Der polizeilich Gesuchte habe demnach versucht, sich der Festnahme zu widersetzen. „Ich erinnere mich, dass ich ,Taser, Taser, Taser‘ schrie“, sagte sie. „Dann sagte er mir, ich hätte ihn angeschossen“, berichtete Potter und brach in Tränen (Bild oben) aus. „An vieles danach kann ich mich nicht mehr erinnern“.

Vor der Verkehrskontrolle war die weiße Polizistin mit einem Kollegen auf Streife. Wegen eines kleinen Verkehrsdelikts beschlossen die beiden, Wright zu überprüfen. Dabei stellten sie fest, dass ein Haftbefehl gegen ihn vorlag. Potter beschrieb dies als eine potenziell gefährliche Situation. „Manchmal befinden sich Waffen im Auto.

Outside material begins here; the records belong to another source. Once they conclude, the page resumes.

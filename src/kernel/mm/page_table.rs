// src/kernel/mm/page_table.rs
//! Supplemental page table: per-process metadata for every user virtual
//! page that has no live hardware mapping of its own right to explain it.
//!
//! A descriptor's residency is derived, not stored twice: a page is
//! `Loaded` exactly when it has a frame, and `Swapped` otherwise. For
//! anonymous pages `Swapped` always carries a real swap slot; for
//! file-backed and mmap pages it may carry none, meaning "not yet faulted
//! in, or evicted without needing swap, reload from the file on next
//! fault." Both are the same descriptor-level state, distinguished only by
//! whether a slot happens to be attached.

use alloc::boxed::Box;
use alloc::collections::BTreeMap;
use alloc::sync::Arc;
use core::fmt;

use spin::Mutex;

use crate::kernel::mm::collaborators::OpenFile;
use crate::kernel::mm::frame::FrameIndex;
use crate::kernel::mm::swap::SwapSlot;

/// What backs a page descriptor's content.
#[derive(Debug, Clone, Copy, PartialEq, Eq)]
pub enum PageKind {
    /// Zero-filled on first touch, backed only by swap once evicted.
    Anonymous,
    /// Backed by a file region loaded once, read-only once paged in
    /// (process image segments).
    FileBacked,
    /// Backed by a file region installed via `mmap`; write faults mark it
    /// dirty for write-back at `munmap` or process exit.
    Mmap,
}

/// A page descriptor's residency, derived from whether it currently has a
/// frame. See the module docs for why `Swapped` does double duty.
#[derive(Debug, Clone, Copy, PartialEq, Eq)]
pub enum PageState {
    Loaded,
    Swapped,
}

/// Errors the supplemental page table can report.
#[derive(Debug, Clone, Copy, PartialEq, Eq)]
pub enum PageTableError {
    /// A descriptor already exists at this user address.
    Collision,
    /// No descriptor exists at this user address.
    NotFound,
}

impl fmt::Display for PageTableError {
    fn fmt(&self, f: &mut fmt::Formatter<'_>) -> fmt::Result {
        match self {
            Self::Collision => write!(f, "page descriptor collision"),
            Self::NotFound => write!(f, "page descriptor not found"),
        }
    }
}

/// Per-page metadata tracked by the supplemental page table.
pub struct PageDescriptor {
    pub kind: PageKind,
    pub writable: bool,
    pub frame: Option<FrameIndex>,
    pub swap_slot: Option<SwapSlot>,
    /// Shared so every page of the same mmap region or loaded segment
    /// reuses one open handle instead of reopening per page.
    pub file: Option<Arc<Mutex<Box<dyn OpenFile>>>>,
    pub file_offset: u64,
    pub read_bytes: usize,
    pub zero_bytes: usize,
    /// Set by the page-fault write path the first time a writable mmap page
    /// is touched for write; never set by the `write` syscall directly.
    pub dirty: bool,
}

impl PageDescriptor {
    #[must_use]
    pub fn state(&self) -> PageState {
        if self.frame.is_some() {
            PageState::Loaded
        } else {
            PageState::Swapped
        }
    }

    fn anonymous(frame: FrameIndex, writable: bool) -> Self {
        Self {
            kind: PageKind::Anonymous,
            writable,
            frame: Some(frame),
            swap_slot: None,
            file: None,
            file_offset: 0,
            read_bytes: 0,
            zero_bytes: 0,
            dirty: false,
        }
    }

    fn file_backed(
        kind: PageKind,
        file: Arc<Mutex<Box<dyn OpenFile>>>,
        file_offset: u64,
        read_bytes: usize,
        zero_bytes: usize,
        writable: bool,
    ) -> Self {
        Self {
            kind,
            writable,
            frame: None,
            swap_slot: None,
            file: Some(file),
            file_offset,
            read_bytes,
            zero_bytes,
            dirty: false,
        }
    }

    /// A descriptor standing in for a page the evictor is about to swap
    /// out: no frame, no slot yet, both attached once `swap_out` returns.
    fn evicted_placeholder(kind: PageKind, writable: bool) -> Self {
        Self {
            kind,
            writable,
            frame: None,
            swap_slot: None,
            file: None,
            file_offset: 0,
            read_bytes: 0,
            zero_bytes: 0,
            dirty: false,
        }
    }
}

/// Per-process map from user virtual address (page-aligned) to descriptor.
#[derive(Default)]
pub struct SupplementalPageTable {
    entries: BTreeMap<usize, PageDescriptor>,
}

impl SupplementalPageTable {
    #[must_use]
    pub fn new() -> Self {
        Self {
            entries: BTreeMap::new(),
        }
    }

    #[must_use]
    pub fn len(&self) -> usize {
        self.entries.len()
    }

    #[must_use]
    pub fn is_empty(&self) -> bool {
        self.entries.is_empty()
    }

    pub fn get(&self, user_addr: usize) -> Option<&PageDescriptor> {
        self.entries.get(&user_addr)
    }

    pub fn get_mut(&mut self, user_addr: usize) -> Option<&mut PageDescriptor> {
        self.entries.get_mut(&user_addr)
    }

    pub fn contains(&self, user_addr: usize) -> bool {
        self.entries.contains_key(&user_addr)
    }

    /// Insert a resident anonymous page (stack growth, `sbrk`-style heap
    /// extension): the frame already exists before the descriptor does.
    pub fn insert_anonymous(
        &mut self,
        user_addr: usize,
        frame: FrameIndex,
        writable: bool,
    ) -> Result<(), PageTableError> {
        self.insert(user_addr, PageDescriptor::anonymous(frame, writable))
    }

    /// Insert a lazily-loaded file-backed or mmap page: not resident until
    /// the first fault reads it in.
    #[allow(clippy::too_many_arguments)]
    pub fn insert_file_backed(
        &mut self,
        user_addr: usize,
        kind: PageKind,
        file: Arc<Mutex<Box<dyn OpenFile>>>,
        file_offset: u64,
        read_bytes: usize,
        zero_bytes: usize,
        writable: bool,
    ) -> Result<(), PageTableError> {
        self.insert(
            user_addr,
            PageDescriptor::file_backed(kind, file, file_offset, read_bytes, zero_bytes, writable),
        )
    }

    /// Create a not-yet-resident placeholder for a page the evictor is
    /// about to move out. Used only by eviction, immediately followed by
    /// attaching a swap slot.
    pub fn insert_evicted_placeholder(
        &mut self,
        user_addr: usize,
        kind: PageKind,
        writable: bool,
    ) -> Result<(), PageTableError> {
        self.insert(user_addr, PageDescriptor::evicted_placeholder(kind, writable))
    }

    fn insert(&mut self, user_addr: usize, descriptor: PageDescriptor) -> Result<(), PageTableError> {
        if self.entries.contains_key(&user_addr) {
            return Err(PageTableError::Collision);
        }
        self.entries.insert(user_addr, descriptor);
        Ok(())
    }

    pub fn remove(&mut self, user_addr: usize) -> Result<PageDescriptor, PageTableError> {
        self.entries.remove(&user_addr).ok_or(PageTableError::NotFound)
    }

    /// All descriptors within `[base, base + len)`, used by `munmap` to
    /// find every page of a region without the caller tracking them
    /// separately.
    pub fn range(&self, base: usize, len: usize) -> alloc::vec::Vec<usize> {
        self.entries
            .range(base..base + len)
            .map(|(&addr, _)| addr)
            .collect()
    }

    /// Remove and return every remaining descriptor. Used by process
    /// teardown to reclaim every frame and swap slot the process still
    /// owns once its mmap region (if any) has already been unwound.
    pub fn drain(&mut self) -> alloc::vec::Vec<(usize, PageDescriptor)> {
        core::mem::take(&mut self.entries).into_iter().collect()
    }
}

#[cfg(all(test, feature = "std-tests"))]
mod tests {
    use super::*;
    use crate::kernel::mm::frame::FrameTable;

    #[test]
    fn insert_anonymous_reports_loaded() {
        let mut frames = FrameTable::new(4);
        let frame = frames.try_alloc(1, 0x1000).unwrap();
        let mut spt = SupplementalPageTable::new();
        spt.insert_anonymous(0x1000, frame, true).unwrap();
        assert_eq!(spt.get(0x1000).unwrap().state(), PageState::Loaded);
    }

    #[test]
    fn evicted_placeholder_reports_swapped() {
        let mut spt = SupplementalPageTable::new();
        spt.insert_evicted_placeholder(0x2000, PageKind::Anonymous, true)
            .unwrap();
        assert_eq!(spt.get(0x2000).unwrap().state(), PageState::Swapped);
    }

    #[test]
    fn duplicate_insert_is_a_collision() {
        let mut spt = SupplementalPageTable::new();
        spt.insert_evicted_placeholder(0x3000, PageKind::Anonymous, true)
            .unwrap();
        let err = spt.insert_evicted_placeholder(0x3000, PageKind::Anonymous, true);
        assert_eq!(err, Err(PageTableError::Collision));
    }

    #[test]
    fn range_finds_every_page_of_a_region() {
        let mut spt = SupplementalPageTable::new();
        for addr in [0x4000usize, 0x5000, 0x6000, 0x9000] {
            spt.insert_evicted_placeholder(addr, PageKind::Mmap, true).unwrap();
        }
        let found = spt.range(0x4000, 0x3000);
        assert_eq!(found, alloc::vec![0x4000, 0x5000, 0x6000]);
    }

    #[test]
    fn remove_missing_is_not_found() {
        let mut spt = SupplementalPageTable::new();
        assert!(matches!(spt.remove(0x1000), Err(PageTableError::NotFound)));
    }
}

Manchmal gibt es unkooperative Leute, man weiß nicht, wen man anhält“, sagte die 49-Jährige dem Gericht.

Daunte Wright bei Fluchtversuch erschossen
Wright, der unbewaffnet war, wehrte sich gegen das Anlegen von Handschellen. Er startete seinen Wagen, um zu fliehen. Daraufhin zog Potter einen Gegenstand, den sie für ihren Taser hielt. Auf Aufnahmen ihrer Körperkamera ist zu hören, wie Potter mehrmals „Taser“ ruft, bevor sie mit ihrer Waffe schießt und Wright tödlich verletzt.

Ausschreitungen gegen Polizeigewalt
Wrights Tod im April löste in Brooklyn Center Proteste gegen Polizeigewalt aus. Dabei kam es auch zu Ausschreitungen, bei denen Dutzende Menschen festgenommen wurden. Brooklyn Center liegt nördlich von Minneapolis, wo im Mai des Vorjahres der Afroamerikaner George Floyd bei einem brutalen Polizeieinsatz getötet worden war.

Potters Anwalt, Paul Engh, argumentierte, Wrights Tod sei auf menschliches Versagen und den Stress zurückzuführen, unter dem seine Mandantin stand. Sie habe versucht, einen Kollegen zu schützen, als Wright versuchte, davonzufahren.

Staatsanwältin spricht von Fahrlässigkeit
Für Staatsanwältin Erin Eldridge jedoch starb Wright aufgrund von Potters fahrlässigem Umgang mit ihrer Waffe. Ben Crump, der Anwalt von Wrights Familie, erklärte, dass die Aussage der Polizistin zeige, dass „der Tod von Daunte Wright durch Potters Hand absolut vermeidbar war“.